■ WORK REQUEST
In the records below, some lines contain "that"; state the number of such lines and nothing else.

■ WORKING DATA
//! DOM side of the drag controller: the dragged element and the window surface

use js_sys::Function;
use sdrag_shared::{DragTarget, Edge, EdgeOffsets, MoveSurface};
use wasm_bindgen::JsCast;
use web_sys::{CssStyleDeclaration, Element, HtmlElement, SvgElement, Window};

/// CSS keyword that drops an inline offset.
const UNSET: &str = "unset";

pub struct ElementTarget {
    element: Element,
    window: Window,
}

impl ElementTarget {
    pub fn new(element: Element, window: Window) -> Self {
        Self { element, window }
    }

    pub fn element(&self) -> &Element {
        &self.element
    }

    fn inline_style(&self) -> Option<CssStyleDeclaration> {
        if let Some(html_el) = self.element.dyn_ref::<HtmlElement>() {
            return Some(html_el.style());
        }
        self.element.dyn_ref::<SvgElement>().map(|svg_el| svg_el.style())
    }

    fn write(&self, edge: Edge, value: &str) {
        let Some(style) = self.inline_style() else {
            return;
        };
        if let Err(error) = style.set_property(edge.css_name(), value) {
            zoon::eprintln!("⚠️ Failed to set {} to {}: {:?}", edge.css_name(), value, error);
        }
    }
}

impl DragTarget for ElementTarget {
    fn is_positionable(&self) -> bool {
        self.element.is_instance_of::<HtmlElement>() || self.element.is_instance_of::<SvgElement>()
    }

    fn computed_offsets(&self) -> EdgeOffsets {
        match self.window.get_computed_style(&self.element) {
            Ok(Some(style)) => EdgeOffsets::from_css(|edge| style.get_property_value(edge.css_name()).ok()),
            _ => EdgeOffsets::default(),
        }
    }

    fn set_edge(&self, edge: Edge, value: &str) {
        self.write(edge, value);
    }

    fn unset_edge(&self, edge: Edge) {
        self.write(edge, UNSET);
    }
}

/// `mousemove` registration on the window.
///
/// The listener function is created after the controller that owns this
/// surface, so it is handed in through `set_listener`.
pub struct WindowSurface {
    window: Window,
    listener: Option<Function>,
}

impl WindowSurface {
    pub fn new(window: Window) -> Self {
        Self { window, listener: None }
    }

    pub fn set_listener(&mut self, listener: Function) {
        self.listener = Some(listener);
    }
}

impl MoveSurface for WindowSurface {
    fn listen_move(&mut self) {
        let Some(listener) = &self.listener else {
            return;
        };
        if let Err(error) = self.window.add_event_listener_with_callback("mousemove", listener) {
            zoon::eprintln!("⚠️ Failed to listen for mousemove: {:?}", error);
        }
    }

    fn unlisten_move(&mut self) {
        let Some(listener) = &self.listener else {
            return;
        };
        if let Err(error) = self.window.remove_event_listener_with_callback("mousemove", listener) {
            zoon::eprintln!("⚠️ Failed to remove mousemove listener: {:?}", error);
        }
    }
}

■ OUTPUT
2